--- Task directions ---
In full and without alteration, write out the lines below.
Top of Material provided
use common::{ActiveNetwork, DeploymentArgs, VerificationError};
use ethers::types::Address;
use log::{info, warn};

use super::{SkipReason, SubmissionStatus, VerificationApi, VerificationOutcome, VerificationRequest};
use crate::network::DevelopmentChains;

/// Decides whether a deployment is submitted for verification and interprets
/// the explorer's answer
pub struct VerificationService<A> {
    api: A,
    credential: Option<String>,
    development_chains: DevelopmentChains,
}

impl<A: VerificationApi> VerificationService<A> {
    pub fn new(api: A, credential: Option<String>, development_chains: DevelopmentChains) -> Self {
        // An empty key is as good as none
        let credential = credential.filter(|key| !key.trim().is_empty());
        Self {
            api,
            credential,
            development_chains,
        }
    }

    /// Verify the contract at `address`.
    ///
    /// Development networks and a missing credential are skipped without
    /// touching the explorer. "Already verified" counts as success.
    pub async fn verify(
        &self,
        address: Address,
        args: &DeploymentArgs,
        network: &ActiveNetwork,
    ) -> Result<VerificationOutcome, VerificationError> {
        if self.development_chains.contains(&network.name) {
            return Ok(VerificationOutcome::Skipped(SkipReason::DevelopmentNetwork));
        }

        let Some(api_key) = &self.credential else {
            return Ok(VerificationOutcome::Skipped(SkipReason::NoCredential));
        };

        info!("Verifying contract {:?} on {}...", address, network.name);

        let request = VerificationRequest {
            address,
            args: args.clone(),
            network: network.clone(),
            api_key: api_key.clone(),
        };

        match self.api.submit(&request).await? {
            SubmissionStatus::Success => Ok(VerificationOutcome::VerifiedNow),
            SubmissionStatus::AlreadyVerified => {
                info!("Contract {:?} is already verified", address);
                Ok(VerificationOutcome::AlreadyVerified)
            }
            SubmissionStatus::Pending => Err(VerificationError::StillPending { address }),
            SubmissionStatus::Failed(message) => {
                warn!("Explorer rejected verification of {:?}: {}", address, message);
                Err(VerificationError::Rejected { address, message })
            }
        }
    }
}

#[cfg(test)]
mod tests {
    use super::*;
    use async_trait::async_trait;
    use std::sync::atomic::{AtomicUsize, Ordering};

    struct FixedStatus {
        status: SubmissionStatus,
        calls: AtomicUsize,
    }

    impl FixedStatus {
        fn new(status: SubmissionStatus) -> Self {
            Self {
                status,
                calls: AtomicUsize::new(0),
            }
        }
    }

    #[async_trait]
    impl VerificationApi for FixedStatus {
        async fn submit(&self, _request: &VerificationRequest) -> Result<SubmissionStatus, VerificationError> {
            self.calls.fetch_add(1, Ordering::SeqCst);
            Ok(self.status.clone())
        }
    }

    fn goerli() -> ActiveNetwork {
        ActiveNetwork::new(5, "goerli")
    }

    #[tokio::test]
    async fn test_development_network_is_checked_before_credential() {
        let service = VerificationService::new(FixedStatus::new(SubmissionStatus::Success), None, DevelopmentChains::default());

        let outcome = service
            .verify(Address::zero(), &DeploymentArgs::default(), &ActiveNetwork::new(31337, "hardhat"))
            .await
            .unwrap();

        assert_eq!(outcome, VerificationOutcome::Skipped(SkipReason::DevelopmentNetwork));
        assert_eq!(service.api.calls.load(Ordering::SeqCst), 0);
    }

    #[tokio::test]
    async fn test_blank_credential_is_skipped() {
        let service = VerificationService::new(
            FixedStatus::new(SubmissionStatus::Success),
            Some("  ".to_string()),
            DevelopmentChains::default(),
        );

        let outcome = service
            .verify(Address::zero(), &DeploymentArgs::default(), &goerli())
            .await
            .unwrap();

        assert_eq!(outcome, VerificationOutcome::Skipped(SkipReason::NoCredential));
        assert_eq!(service.api.calls.load(Ordering::SeqCst), 0);
    }

    #[tokio::test]
    async fn test_success_is_verified_now() {
        let service = VerificationService::new(
            FixedStatus::new(SubmissionStatus::Success),
            Some("KEY".to_string()),
            DevelopmentChains::default(),
        );

        let outcome = service
            .verify(Address::zero(), &DeploymentArgs::default(), &goerli())
            .await
            .unwrap();

        assert_eq!(outcome, VerificationOutcome::VerifiedNow);
        assert_eq!(service.api.calls.load(Ordering::SeqCst), 1);
    }

    #[tokio::test]
    async fn test_failure_keeps_raw_message() {
        let service = VerificationService::new(
            FixedStatus::new(SubmissionStatus::Failed("Fail - Unable to verify".to_string())),
            Some("KEY".to_string()),
            DevelopmentChains::default(),
        );

        let err = service
            .verify(Address::zero(), &DeploymentArgs::default(), &goerli())
            .await
            .unwrap_err();

        assert_eq!(
            err,
            VerificationError::Rejected {
                address: Address::zero(),
                message: "Fail - Unable to verify".to_string(),
            }
        );
    }

    #[tokio::test]
    async fn test_pending_after_polling_is_still_pending() {
        let address = Address::from_low_u64_be(0xf00d);
        let service = VerificationService::new(
            FixedStatus::new(SubmissionStatus::Pending),
            Some("KEY".to_string()),
            DevelopmentChains::default(),
        );

        let err = service
            .verify(address, &DeploymentArgs::default(), &goerli())
            .await
            .unwrap_err();

        assert_eq!(err, VerificationError::StillPending { address });
        assert_eq!(service.api.calls.load(Ordering::SeqCst), 1);
    }
}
Bottom of Material provided
--- Response for this exercise ---
use common::{ActiveNetwork, DeploymentArgs, VerificationError};
use ethers::types::Address;
use log::{info, warn};

use super::{SkipReason, SubmissionStatus, VerificationApi, VerificationOutcome, VerificationRequest};
use crate::network::DevelopmentChains;

/// Decides whether a deployment is submitted for verification and interprets
/// the explorer's answer
pub struct VerificationService<A> {
    api: A,
    credential: Option<String>,
    development_chains: DevelopmentChains,
}

impl<A: VerificationApi> VerificationService<A> {
    pub fn new(api: A, credential: Option<String>, development_chains: DevelopmentChains) -> Self {
        // An empty key is as good as none
        let credential = credential.filter(|key| !key.trim().is_empty());
        Self {
            api,
            credential,
            development_chains,
        }
    }

    /// Verify the contract at `address`.
    ///
    /// Development networks and a missing credential are skipped without
    /// touching the explorer. "Already verified" counts as success.
    pub async fn verify(
        &self,
        address: Address,
        args: &DeploymentArgs,
        network: &ActiveNetwork,
    ) -> Result<VerificationOutcome, VerificationError> {
        if self.development_chains.contains(&network.name) {
            return Ok(VerificationOutcome::Skipped(SkipReason::DevelopmentNetwork));
        }

        let Some(api_key) = &self.credential else {
            return Ok(VerificationOutcome::Skipped(SkipReason::NoCredential));
        };

        info!("Verifying contract {:?} on {}...", address, network.name);

        let request = VerificationRequest {
            address,
            args: args.clone(),
            network: network.clone(),
            api_key: api_key.clone(),
        };

        match self.api.submit(&request).await? {
            SubmissionStatus::Success => Ok(VerificationOutcome::VerifiedNow),
            SubmissionStatus::AlreadyVerified => {
                info!("Contract {:?} is already verified", address);
                Ok(VerificationOutcome::AlreadyVerified)
            }
            SubmissionStatus::Pending => Err(VerificationError::StillPending { address }),
            SubmissionStatus::Failed(message) => {
                warn!("Explorer rejected verification of {:?}: {}", address, message);
                Err(VerificationError::Rejected { address, message })
            }
        }
    }
}

#[cfg(test)]
mod tests {
    use super::*;
    use async_trait::async_trait;
    use std::sync::atomic::{AtomicUsize, Ordering};

    struct FixedStatus {
        status: SubmissionStatus,
        calls: AtomicUsize,
    }

    impl FixedStatus {
        fn new(status: SubmissionStatus) -> Self {
            Self {
                status,
                calls: AtomicUsize::new(0),
            }
        }
    }

    #[async_trait]
    impl VerificationApi for FixedStatus {
        async fn submit(&self, _request: &VerificationRequest) -> Result<SubmissionStatus, VerificationError> {
            self.calls.fetch_add(1, Ordering::SeqCst);
            Ok(self.status.clone())
        }
    }

    fn goerli() -> ActiveNetwork {
        ActiveNetwork::new(5, "goerli")
    }

    #[tokio::test]
    async fn test_development_network_is_checked_before_credential() {
        let service = VerificationService::new(FixedStatus::new(SubmissionStatus::Success), None, DevelopmentChains::default());

        let outcome = service
            .verify(Address::zero(), &DeploymentArgs::default(), &ActiveNetwork::new(31337, "hardhat"))
            .await
            .unwrap();

        assert_eq!(outcome, VerificationOutcome::Skipped(SkipReason::DevelopmentNetwork));
        assert_eq!(service.api.calls.load(Ordering::SeqCst), 0);
    }

    #[tokio::test]
    async fn test_blank_credential_is_skipped() {
        let service = VerificationService::new(
            FixedStatus::new(SubmissionStatus::Success),
            Some("  ".to_string()),
            DevelopmentChains::default(),
        );

        let outcome = service
            .verify(Address::zero(), &DeploymentArgs::default(), &goerli())
            .await
            .unwrap();

        assert_eq!(outcome, VerificationOutcome::Skipped(SkipReason::NoCredential));
        assert_eq!(service.api.calls.load(Ordering::SeqCst), 0);
    }

    #[tokio::test]
    async fn test_success_is_verified_now() {
        let service = VerificationService::new(
            FixedStatus::new(SubmissionStatus::Success),
            Some("KEY".to_string()),
            DevelopmentChains::default(),
        );

        let outcome = service
            .verify(Address::zero(), &DeploymentArgs::default(), &goerli())
            .await
            .unwrap();

        assert_eq!(outcome, VerificationOutcome::VerifiedNow);
        assert_eq!(service.api.calls.load(Ordering::SeqCst), 1);
    }

    #[tokio::test]
    async fn test_failure_keeps_raw_message() {
        let service = VerificationService::new(
            FixedStatus::new(SubmissionStatus::Failed("Fail - Unable to verify".to_string())),
            Some("KEY".to_string()),
            DevelopmentChains::default(),
        );

        let err = service
            .verify(Address::zero(), &DeploymentArgs::default(), &goerli())
            .await
            .unwrap_err();

        assert_eq!(
            err,
            VerificationError::Rejected {
                address: Address::zero(),
                message: "Fail - Unable to verify".to_string(),
            }
        );
    }

    #[tokio::test]
    async fn test_pending_after_polling_is_still_pending() {
        let address = Address::from_low_u64_be(0xf00d);
        let service = VerificationService::new(
            FixedStatus::new(SubmissionStatus::Pending),
            Some("KEY".to_string()),
            DevelopmentChains::default(),
        );

        let err = service
            .verify(address, &DeploymentArgs::default(), &goerli())
            .await
            .unwrap_err();

        assert_eq!(err, VerificationError::StillPending { address });
        assert_eq!(service.api.calls.load(Ordering::SeqCst), 1);
    }
}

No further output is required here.